By Uma Ganesh
With AI having invaded every domain, the roles of professionals are being redefined or becoming redundant. Financial advisors have been rendering support traditionally in the areas of wealth management, investment options, tax planning and retirement planning. The advent of AI in the domain raises questions about the comparative effectiveness of financial advisors and the autonomous or robo-advisors.
To begin with, AI-powered financial advisors as a commercial proposition are very attractive as services could be provided at much lower fees than traditional advisors. Further it is possible to access them anytime, anywhere without any constraint round the clock. Huge amounts of data are possible to be processed at a rapid pace and deep insights can be made available without any biases, customised to the individual goals of investment and risk appetite.
With the help of machine learning and predictive analytics, AI-powered platforms are able to provide useful trends and insights to the investors enabling them to make appropriate investment decisions. Robo advisory services being provided by platforms such as Zerodha’s Nudge or Groww’s are being tapped by retail investors as well as experienced traders for their transactions in capital markets at affordable costs. Such tools have democratised the investment landscape in India, disrupting the wealth management arena, which was traditionally focussed on high-networth individuals. Youngsters are comfortable with the use of mobile apps and payment platforms that provide them with easy and direct access to investment options.
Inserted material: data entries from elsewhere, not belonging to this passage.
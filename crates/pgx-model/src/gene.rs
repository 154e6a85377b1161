//! Genes covered by the phenotype engine.
//!
//! The set is closed: every classifier, drug label and recommendation entry
//! is keyed by one of these three pharmacogenes.

use serde::{Deserialize, Serialize};
use std::fmt;
use std::str::FromStr;

/// Pharmacogene with a dedicated classifier.
#[derive(Debug, Clone, Copy, PartialEq, Eq, Hash, PartialOrd, Ord, Serialize, Deserialize)]
pub enum Gene {
    /// Dihydropyrimidine dehydrogenase (fluoropyrimidine toxicity).
    #[serde(rename = "DPYD")]
    Dpyd,
    /// UDP glucuronosyltransferase 1A1 (irinotecan toxicity).
    #[serde(rename = "UGT1A1")]
    Ugt1a1,
    /// Cytochrome P450 2D6 (tamoxifen activation).
    #[serde(rename = "CYP2D6")]
    Cyp2d6,
}

impl Gene {
    /// Genes in the order they appear in the report summary.
    pub const REPORT_ORDER: [Gene; 3] = [Gene::Dpyd, Gene::Cyp2d6, Gene::Ugt1a1];

    /// Returns the HGNC symbol.
    pub fn as_str(&self) -> &'static str {
        match self {
            Gene::Dpyd => "DPYD",
            Gene::Ugt1a1 => "UGT1A1",
            Gene::Cyp2d6 => "CYP2D6",
        }
    }

    /// Drug(s) of interest printed next to the gene in the report.
    pub fn drug_of_interest(&self) -> &'static str {
        match self {
            Gene::Dpyd => "Fluorouracilo, capecitabina, tegafur",
            Gene::Cyp2d6 => "Tamoxifeno",
            Gene::Ugt1a1 => "Irinotecán",
        }
    }
}

impl fmt::Display for Gene {
    fn fmt(&self, f: &mut fmt::Formatter<'_>) -> fmt::Result {
        write!(f, "{}", self.as_str())
    }
}

impl FromStr for Gene {
    type Err = String;

    /// Parse a gene symbol (case-insensitive).
    fn from_str(s: &str) -> Result<Self, Self::Err> {
        match s.trim().to_uppercase().as_str() {
            "DPYD" => Ok(Gene::Dpyd),
            "UGT1A1" => Ok(Gene::Ugt1a1),
            "CYP2D6" => Ok(Gene::Cyp2d6),
            _ => Err(format!("Unknown gene: {s}")),
        }
    }
}
//! Immutable reference data store.
//!
//! Built once per process from the four reference tables and shared
//! read-only with the engine. Lookups never fail; callers get `None` or an
//! empty slice when the tables have nothing for a key.

use std::collections::{BTreeMap, BTreeSet, HashMap};

use crate::error::{ModelError, Result};
use crate::{CypPhenotypeRow, Gene, MarkerDefinition, Phenotype, RecommendationRow};

#[derive(Debug, Clone, Default)]
pub struct ReferenceData {
    markers: BTreeMap<Gene, Vec<MarkerDefinition>>,
    cyp2d6_stars: Vec<String>,
    cyp2d6_phenotypes: Vec<CypPhenotypeRow>,
    cyp2d6_index: HashMap<String, usize>,
    recommendations: Vec<RecommendationRow>,
}

impl ReferenceData {
    /// Assemble the store, keeping table order within each gene.
    ///
    /// # Errors
    ///
    /// Returns [`ModelError::DuplicateColumn`] when two markers of the same
    /// gene share a column key.
    pub fn new(
        markers: Vec<MarkerDefinition>,
        cyp2d6_stars: Vec<String>,
        cyp2d6_phenotypes: Vec<CypPhenotypeRow>,
        recommendations: Vec<RecommendationRow>,
    ) -> Result<Self> {
        let mut grouped: BTreeMap<Gene, Vec<MarkerDefinition>> = BTreeMap::new();
        let mut seen: BTreeSet<(Gene, String)> = BTreeSet::new();
        for marker in markers {
            if !seen.insert((marker.gene, marker.column.clone())) {
                return Err(ModelError::DuplicateColumn {
                    gene: marker.gene,
                    column: marker.column,
                });
            }
            grouped.entry(marker.gene).or_default().push(marker);
        }

        // First row wins for repeated diplotypes.
        let mut cyp2d6_index = HashMap::new();
        for (idx, row) in cyp2d6_phenotypes.iter().enumerate() {
            cyp2d6_index.entry(row.diplotype.clone()).or_insert(idx);
        }

        Ok(Self {
            markers: grouped,
            cyp2d6_stars,
            cyp2d6_phenotypes,
            cyp2d6_index,
            recommendations,
        })
    }

    /// Marker definitions for `gene`, in table order.
    pub fn markers(&self, gene: Gene) -> &[MarkerDefinition] {
        self.markers.get(&gene).map(Vec::as_slice).unwrap_or(&[])
    }

    /// Finds a marker of `gene` by its rsID.
    pub fn marker_by_rsid(&self, gene: Gene, rsid: &str) -> Option<&MarkerDefinition> {
        self.markers(gene)
            .iter()
            .find(|marker| marker.rsid.eq_ignore_ascii_case(rsid))
    }

    /// Selectable CYP2D6 star alleles as listed in the reference table.
    pub fn cyp2d6_stars(&self) -> &[String] {
        &self.cyp2d6_stars
    }

    pub fn cyp2d6_phenotypes(&self) -> &[CypPhenotypeRow] {
        &self.cyp2d6_phenotypes
    }

    /// Exact, order-sensitive lookup of a CYP2D6 diplotype summary.
    pub fn cyp2d6_summary(&self, diplotype: &str) -> Option<&str> {
        self.cyp2d6_index
            .get(diplotype)
            .map(|idx| self.cyp2d6_phenotypes[*idx].summary.as_str())
    }

    pub fn recommendations(&self) -> &[RecommendationRow] {
        &self.recommendations
    }

    /// Long-form guideline text of the first row matching gene and phenotype.
    pub fn long_recommendation(&self, gene: Gene, phenotype: Phenotype) -> Option<&str> {
        self.recommendations
            .iter()
            .find(|row| row.gene == gene && row.category() == Some(phenotype))
            .map(|row| row.rec_text.as_str())
    }

    /// Number of marker definitions across all genes.
    pub fn marker_count(&self) -> usize {
        self.markers.values().map(Vec::len).sum()
    }
}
The robo-advisory market in India is expected to grow at a CAGR of 33.4% from 2023-2030, generating a revenue of $2,155 million by 2030. However, investors have to be mindful of the potential biases. AI-powered advisors are also susceptible to fraud and unethical hacking and are not yet fully integrated with the banking infrastructure. Regulatory controls are emerging but compliances still do not cover most of the potential scenarios as the comprehensive implications of risks are yet to emerge.
In the future, we would see integration of diverse financial instruments and investment avenues, thus leading to the emergence of comprehensive automated wealth management platforms. Investment banks with full fledged automation may also be able to offer wealth management solutions making the advisory recommendations more powerful and pertinent to the investors.
Even with all such advancements, human advisors cannot be completely eliminated. Human advisors would certainly benefit by the automated support from the AI powered systems that would help speed up their recommendations and make guidance pertinent to their clients.